------ Supplied data ------

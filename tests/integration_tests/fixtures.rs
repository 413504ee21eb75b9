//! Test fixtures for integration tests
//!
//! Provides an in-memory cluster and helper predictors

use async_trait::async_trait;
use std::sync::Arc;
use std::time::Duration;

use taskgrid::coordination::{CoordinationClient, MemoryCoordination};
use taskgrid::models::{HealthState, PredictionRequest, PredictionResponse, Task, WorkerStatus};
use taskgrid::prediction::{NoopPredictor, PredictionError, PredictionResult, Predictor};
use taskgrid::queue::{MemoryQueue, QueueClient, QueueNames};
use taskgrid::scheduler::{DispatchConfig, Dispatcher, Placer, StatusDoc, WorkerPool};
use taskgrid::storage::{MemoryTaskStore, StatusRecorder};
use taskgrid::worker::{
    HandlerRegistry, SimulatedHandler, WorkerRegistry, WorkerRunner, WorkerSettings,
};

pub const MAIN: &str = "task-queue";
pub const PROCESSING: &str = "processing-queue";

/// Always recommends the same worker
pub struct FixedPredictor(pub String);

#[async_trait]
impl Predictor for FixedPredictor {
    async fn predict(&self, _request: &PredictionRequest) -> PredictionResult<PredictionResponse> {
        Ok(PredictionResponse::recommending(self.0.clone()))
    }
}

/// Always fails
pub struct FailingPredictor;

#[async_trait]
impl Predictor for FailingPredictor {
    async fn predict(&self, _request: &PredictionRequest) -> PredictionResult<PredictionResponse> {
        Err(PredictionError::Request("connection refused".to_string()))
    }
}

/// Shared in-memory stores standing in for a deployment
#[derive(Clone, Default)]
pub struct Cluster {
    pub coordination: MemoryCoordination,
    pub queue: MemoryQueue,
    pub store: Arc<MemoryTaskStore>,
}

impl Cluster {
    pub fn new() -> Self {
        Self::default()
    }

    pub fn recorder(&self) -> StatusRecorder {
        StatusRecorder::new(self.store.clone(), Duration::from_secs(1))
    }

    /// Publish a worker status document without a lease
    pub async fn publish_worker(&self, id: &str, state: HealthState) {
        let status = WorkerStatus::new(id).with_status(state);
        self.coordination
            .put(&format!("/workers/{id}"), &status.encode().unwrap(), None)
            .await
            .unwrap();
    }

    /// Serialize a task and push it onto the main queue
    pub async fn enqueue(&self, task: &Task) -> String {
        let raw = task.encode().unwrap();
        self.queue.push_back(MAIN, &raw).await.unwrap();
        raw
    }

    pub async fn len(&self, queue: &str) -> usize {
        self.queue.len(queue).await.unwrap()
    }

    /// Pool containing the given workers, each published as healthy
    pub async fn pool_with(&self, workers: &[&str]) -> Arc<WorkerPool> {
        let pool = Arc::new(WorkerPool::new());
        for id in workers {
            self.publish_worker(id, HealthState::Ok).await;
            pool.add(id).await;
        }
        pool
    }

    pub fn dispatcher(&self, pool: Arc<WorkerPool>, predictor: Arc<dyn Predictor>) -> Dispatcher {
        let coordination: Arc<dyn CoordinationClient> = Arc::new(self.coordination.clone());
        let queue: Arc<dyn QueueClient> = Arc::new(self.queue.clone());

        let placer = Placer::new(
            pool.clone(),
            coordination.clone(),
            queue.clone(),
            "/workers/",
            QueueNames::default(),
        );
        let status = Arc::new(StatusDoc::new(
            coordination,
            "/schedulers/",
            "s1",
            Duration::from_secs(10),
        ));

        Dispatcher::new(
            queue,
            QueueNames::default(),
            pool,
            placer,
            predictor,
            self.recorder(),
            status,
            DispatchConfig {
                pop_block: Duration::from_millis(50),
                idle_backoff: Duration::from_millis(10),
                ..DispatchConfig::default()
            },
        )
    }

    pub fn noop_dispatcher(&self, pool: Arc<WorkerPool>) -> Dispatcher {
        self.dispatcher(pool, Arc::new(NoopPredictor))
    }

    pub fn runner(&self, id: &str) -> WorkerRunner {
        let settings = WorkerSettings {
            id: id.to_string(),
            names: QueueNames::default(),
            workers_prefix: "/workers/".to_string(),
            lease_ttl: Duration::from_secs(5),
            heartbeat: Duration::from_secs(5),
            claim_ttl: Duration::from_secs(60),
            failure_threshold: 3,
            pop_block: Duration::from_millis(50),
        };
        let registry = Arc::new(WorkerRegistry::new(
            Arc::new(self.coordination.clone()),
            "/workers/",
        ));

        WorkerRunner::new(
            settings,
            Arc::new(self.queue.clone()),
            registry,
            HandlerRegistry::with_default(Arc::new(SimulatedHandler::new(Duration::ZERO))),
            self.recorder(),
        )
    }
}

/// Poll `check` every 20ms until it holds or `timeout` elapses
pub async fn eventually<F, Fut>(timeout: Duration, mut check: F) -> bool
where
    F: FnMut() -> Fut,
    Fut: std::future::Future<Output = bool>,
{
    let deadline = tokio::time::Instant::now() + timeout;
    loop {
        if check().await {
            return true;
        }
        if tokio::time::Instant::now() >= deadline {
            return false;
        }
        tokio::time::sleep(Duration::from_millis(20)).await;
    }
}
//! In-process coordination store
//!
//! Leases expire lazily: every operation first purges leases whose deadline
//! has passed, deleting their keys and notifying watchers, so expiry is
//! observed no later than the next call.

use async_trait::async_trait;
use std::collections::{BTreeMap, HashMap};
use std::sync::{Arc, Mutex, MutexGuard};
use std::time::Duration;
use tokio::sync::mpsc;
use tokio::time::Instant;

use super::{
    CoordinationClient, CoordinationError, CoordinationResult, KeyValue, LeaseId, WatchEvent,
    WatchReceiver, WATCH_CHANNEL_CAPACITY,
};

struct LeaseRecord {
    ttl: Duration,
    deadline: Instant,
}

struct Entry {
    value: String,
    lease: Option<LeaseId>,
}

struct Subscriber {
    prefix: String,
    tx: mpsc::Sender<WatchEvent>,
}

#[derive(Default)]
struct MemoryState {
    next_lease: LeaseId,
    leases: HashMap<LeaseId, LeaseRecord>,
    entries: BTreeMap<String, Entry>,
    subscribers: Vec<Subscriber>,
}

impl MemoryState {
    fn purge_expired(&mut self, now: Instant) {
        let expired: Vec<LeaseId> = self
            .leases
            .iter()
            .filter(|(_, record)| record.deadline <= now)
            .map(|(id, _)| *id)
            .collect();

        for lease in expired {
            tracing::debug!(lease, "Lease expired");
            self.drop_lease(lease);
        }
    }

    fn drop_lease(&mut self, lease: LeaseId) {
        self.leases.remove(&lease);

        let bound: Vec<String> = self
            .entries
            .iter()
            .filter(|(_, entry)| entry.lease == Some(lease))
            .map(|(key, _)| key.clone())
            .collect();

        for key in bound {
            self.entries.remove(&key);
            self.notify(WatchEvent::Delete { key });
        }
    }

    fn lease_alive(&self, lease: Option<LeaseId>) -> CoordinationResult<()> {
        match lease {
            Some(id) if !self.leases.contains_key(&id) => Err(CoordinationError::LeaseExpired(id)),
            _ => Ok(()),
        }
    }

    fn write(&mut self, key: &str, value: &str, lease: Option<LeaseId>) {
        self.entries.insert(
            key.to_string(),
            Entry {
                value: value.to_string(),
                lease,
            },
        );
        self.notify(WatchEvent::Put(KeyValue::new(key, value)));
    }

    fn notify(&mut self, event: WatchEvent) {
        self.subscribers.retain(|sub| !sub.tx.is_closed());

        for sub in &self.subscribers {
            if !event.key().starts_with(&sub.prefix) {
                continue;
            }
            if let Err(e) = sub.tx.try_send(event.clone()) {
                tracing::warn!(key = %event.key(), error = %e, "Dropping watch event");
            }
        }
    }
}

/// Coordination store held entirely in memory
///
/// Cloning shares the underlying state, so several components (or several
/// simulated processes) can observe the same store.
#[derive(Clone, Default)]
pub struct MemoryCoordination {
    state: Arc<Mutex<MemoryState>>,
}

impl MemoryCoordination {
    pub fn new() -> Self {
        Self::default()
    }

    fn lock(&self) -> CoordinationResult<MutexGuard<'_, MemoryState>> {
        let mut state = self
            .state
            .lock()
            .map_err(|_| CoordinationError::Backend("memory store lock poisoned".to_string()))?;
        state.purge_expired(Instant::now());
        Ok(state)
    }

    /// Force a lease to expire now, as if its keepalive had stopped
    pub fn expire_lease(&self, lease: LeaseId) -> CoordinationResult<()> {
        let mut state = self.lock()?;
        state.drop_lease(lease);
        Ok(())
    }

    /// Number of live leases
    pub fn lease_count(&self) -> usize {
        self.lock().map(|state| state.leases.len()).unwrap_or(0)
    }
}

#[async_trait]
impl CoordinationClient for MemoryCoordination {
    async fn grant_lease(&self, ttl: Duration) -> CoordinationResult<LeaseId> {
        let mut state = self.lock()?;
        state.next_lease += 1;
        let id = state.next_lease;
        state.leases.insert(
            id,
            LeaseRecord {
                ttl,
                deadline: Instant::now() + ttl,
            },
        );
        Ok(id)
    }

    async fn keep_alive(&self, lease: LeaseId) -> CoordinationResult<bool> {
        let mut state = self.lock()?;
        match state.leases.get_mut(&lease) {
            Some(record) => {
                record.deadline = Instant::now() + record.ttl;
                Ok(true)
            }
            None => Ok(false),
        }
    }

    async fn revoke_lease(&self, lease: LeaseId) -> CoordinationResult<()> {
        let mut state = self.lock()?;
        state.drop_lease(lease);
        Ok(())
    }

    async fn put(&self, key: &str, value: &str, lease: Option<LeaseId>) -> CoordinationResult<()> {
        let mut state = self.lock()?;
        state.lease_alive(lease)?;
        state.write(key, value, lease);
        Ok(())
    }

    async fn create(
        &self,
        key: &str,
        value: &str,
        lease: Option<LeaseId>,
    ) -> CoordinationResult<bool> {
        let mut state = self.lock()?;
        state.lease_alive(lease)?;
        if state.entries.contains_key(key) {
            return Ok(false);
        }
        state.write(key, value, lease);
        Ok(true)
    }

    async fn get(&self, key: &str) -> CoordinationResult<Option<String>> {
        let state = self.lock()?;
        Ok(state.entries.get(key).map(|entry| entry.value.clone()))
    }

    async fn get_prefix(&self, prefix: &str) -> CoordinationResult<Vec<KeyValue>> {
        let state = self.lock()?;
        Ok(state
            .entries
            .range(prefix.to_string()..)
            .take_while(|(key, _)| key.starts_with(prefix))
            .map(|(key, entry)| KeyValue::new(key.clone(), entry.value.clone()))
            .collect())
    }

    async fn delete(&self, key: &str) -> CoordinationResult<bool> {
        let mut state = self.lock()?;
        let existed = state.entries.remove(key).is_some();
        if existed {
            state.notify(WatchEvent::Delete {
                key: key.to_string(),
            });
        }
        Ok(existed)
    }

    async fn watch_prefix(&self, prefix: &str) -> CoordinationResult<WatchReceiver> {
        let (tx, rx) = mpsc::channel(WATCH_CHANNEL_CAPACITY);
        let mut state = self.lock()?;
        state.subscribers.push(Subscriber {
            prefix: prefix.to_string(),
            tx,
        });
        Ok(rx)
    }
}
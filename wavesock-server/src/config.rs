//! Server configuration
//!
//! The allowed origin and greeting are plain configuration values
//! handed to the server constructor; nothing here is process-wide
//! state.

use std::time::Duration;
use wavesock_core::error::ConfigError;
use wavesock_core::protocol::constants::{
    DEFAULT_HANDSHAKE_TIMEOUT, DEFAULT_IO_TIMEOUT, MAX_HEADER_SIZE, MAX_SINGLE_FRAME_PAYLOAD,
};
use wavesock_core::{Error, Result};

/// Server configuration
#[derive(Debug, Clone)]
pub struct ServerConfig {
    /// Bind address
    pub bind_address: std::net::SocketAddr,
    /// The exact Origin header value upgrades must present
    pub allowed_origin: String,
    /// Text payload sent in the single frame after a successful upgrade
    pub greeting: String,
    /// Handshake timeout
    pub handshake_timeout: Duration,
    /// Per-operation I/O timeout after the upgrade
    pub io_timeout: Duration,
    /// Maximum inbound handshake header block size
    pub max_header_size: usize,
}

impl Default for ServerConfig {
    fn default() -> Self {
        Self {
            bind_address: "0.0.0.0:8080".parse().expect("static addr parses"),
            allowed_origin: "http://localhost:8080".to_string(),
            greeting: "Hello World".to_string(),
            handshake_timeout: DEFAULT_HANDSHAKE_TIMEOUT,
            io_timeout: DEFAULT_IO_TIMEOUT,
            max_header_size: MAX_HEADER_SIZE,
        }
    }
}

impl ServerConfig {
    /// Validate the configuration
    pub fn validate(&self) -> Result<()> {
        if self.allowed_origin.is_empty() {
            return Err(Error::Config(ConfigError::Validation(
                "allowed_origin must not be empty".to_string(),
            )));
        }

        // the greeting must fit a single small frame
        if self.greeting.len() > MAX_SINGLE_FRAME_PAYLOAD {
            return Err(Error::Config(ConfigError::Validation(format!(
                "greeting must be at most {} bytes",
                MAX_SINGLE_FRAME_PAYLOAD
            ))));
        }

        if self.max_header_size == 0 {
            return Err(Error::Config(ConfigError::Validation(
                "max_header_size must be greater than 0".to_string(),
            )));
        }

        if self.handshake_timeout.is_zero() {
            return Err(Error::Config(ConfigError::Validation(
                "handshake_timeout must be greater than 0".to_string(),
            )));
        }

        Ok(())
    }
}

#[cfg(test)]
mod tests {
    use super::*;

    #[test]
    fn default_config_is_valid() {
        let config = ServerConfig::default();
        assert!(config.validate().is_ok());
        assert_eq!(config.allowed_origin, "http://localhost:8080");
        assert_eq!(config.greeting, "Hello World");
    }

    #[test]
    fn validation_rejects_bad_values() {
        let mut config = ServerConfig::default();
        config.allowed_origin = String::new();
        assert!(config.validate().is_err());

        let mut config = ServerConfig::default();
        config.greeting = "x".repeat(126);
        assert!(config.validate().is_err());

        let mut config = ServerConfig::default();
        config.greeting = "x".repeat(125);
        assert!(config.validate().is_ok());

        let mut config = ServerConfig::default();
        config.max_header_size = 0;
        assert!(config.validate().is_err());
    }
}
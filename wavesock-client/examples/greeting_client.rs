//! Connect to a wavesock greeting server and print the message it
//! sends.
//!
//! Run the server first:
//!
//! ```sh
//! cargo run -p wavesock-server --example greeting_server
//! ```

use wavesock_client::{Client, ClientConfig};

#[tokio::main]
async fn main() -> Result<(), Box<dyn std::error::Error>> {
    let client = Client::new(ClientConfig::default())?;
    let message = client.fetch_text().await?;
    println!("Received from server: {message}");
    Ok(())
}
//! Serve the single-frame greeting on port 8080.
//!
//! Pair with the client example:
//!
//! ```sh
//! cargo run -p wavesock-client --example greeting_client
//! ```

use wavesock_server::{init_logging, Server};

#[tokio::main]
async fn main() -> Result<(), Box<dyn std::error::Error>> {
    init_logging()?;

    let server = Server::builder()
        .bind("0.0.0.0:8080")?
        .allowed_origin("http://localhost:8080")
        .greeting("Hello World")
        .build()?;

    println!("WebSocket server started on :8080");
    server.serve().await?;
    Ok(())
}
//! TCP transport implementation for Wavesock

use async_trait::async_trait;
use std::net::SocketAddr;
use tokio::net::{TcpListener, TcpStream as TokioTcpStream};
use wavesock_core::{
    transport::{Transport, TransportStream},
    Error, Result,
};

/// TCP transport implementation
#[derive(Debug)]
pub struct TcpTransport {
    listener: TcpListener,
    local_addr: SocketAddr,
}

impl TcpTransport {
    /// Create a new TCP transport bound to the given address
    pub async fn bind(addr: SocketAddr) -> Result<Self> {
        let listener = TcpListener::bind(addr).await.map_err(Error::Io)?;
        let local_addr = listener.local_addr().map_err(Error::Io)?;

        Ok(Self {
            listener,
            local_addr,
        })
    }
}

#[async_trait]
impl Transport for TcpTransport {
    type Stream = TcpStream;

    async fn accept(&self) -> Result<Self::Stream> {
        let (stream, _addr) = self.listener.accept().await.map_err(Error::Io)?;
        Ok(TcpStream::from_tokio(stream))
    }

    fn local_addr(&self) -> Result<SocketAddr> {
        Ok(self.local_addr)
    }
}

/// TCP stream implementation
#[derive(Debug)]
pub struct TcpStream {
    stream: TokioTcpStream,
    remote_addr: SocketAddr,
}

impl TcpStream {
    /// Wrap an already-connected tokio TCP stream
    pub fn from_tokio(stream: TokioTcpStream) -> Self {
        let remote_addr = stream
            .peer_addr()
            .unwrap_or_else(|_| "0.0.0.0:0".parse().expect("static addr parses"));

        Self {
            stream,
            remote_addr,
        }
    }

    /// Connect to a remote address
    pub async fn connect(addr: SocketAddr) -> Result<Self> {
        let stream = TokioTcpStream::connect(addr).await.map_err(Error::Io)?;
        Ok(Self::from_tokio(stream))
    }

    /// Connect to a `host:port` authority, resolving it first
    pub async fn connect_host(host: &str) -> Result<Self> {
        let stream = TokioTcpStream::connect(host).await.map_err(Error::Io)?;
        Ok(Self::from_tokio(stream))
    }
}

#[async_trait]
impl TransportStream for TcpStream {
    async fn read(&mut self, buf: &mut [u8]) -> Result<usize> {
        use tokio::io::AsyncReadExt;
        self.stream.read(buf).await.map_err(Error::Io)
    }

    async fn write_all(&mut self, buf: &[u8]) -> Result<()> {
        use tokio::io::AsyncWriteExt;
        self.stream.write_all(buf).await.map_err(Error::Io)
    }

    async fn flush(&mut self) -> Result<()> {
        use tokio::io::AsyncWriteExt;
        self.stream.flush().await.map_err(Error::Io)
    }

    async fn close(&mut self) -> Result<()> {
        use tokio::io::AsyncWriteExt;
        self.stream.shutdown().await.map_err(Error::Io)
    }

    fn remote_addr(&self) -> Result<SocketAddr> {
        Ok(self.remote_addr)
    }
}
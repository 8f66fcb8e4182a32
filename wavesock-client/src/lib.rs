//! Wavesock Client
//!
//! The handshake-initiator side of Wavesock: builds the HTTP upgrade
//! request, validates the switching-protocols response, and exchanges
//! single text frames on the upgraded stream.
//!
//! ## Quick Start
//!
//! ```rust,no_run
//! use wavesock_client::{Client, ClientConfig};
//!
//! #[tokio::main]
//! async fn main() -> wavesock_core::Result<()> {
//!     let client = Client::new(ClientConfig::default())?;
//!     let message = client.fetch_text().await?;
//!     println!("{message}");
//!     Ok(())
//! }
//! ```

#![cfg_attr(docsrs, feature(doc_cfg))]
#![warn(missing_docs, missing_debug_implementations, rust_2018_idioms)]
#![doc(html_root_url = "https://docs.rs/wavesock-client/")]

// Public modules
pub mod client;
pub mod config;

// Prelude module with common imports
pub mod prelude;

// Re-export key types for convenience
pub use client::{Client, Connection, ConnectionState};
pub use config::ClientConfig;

------

Copy each line of the preceding data that contains the string "HandlerRegistry".

    HandlerRegistry, SimulatedHandler, WorkerRegistry, WorkerRunner, WorkerSettings,
            HandlerRegistry::with_default(Arc::new(SimulatedHandler::new(Duration::ZERO))),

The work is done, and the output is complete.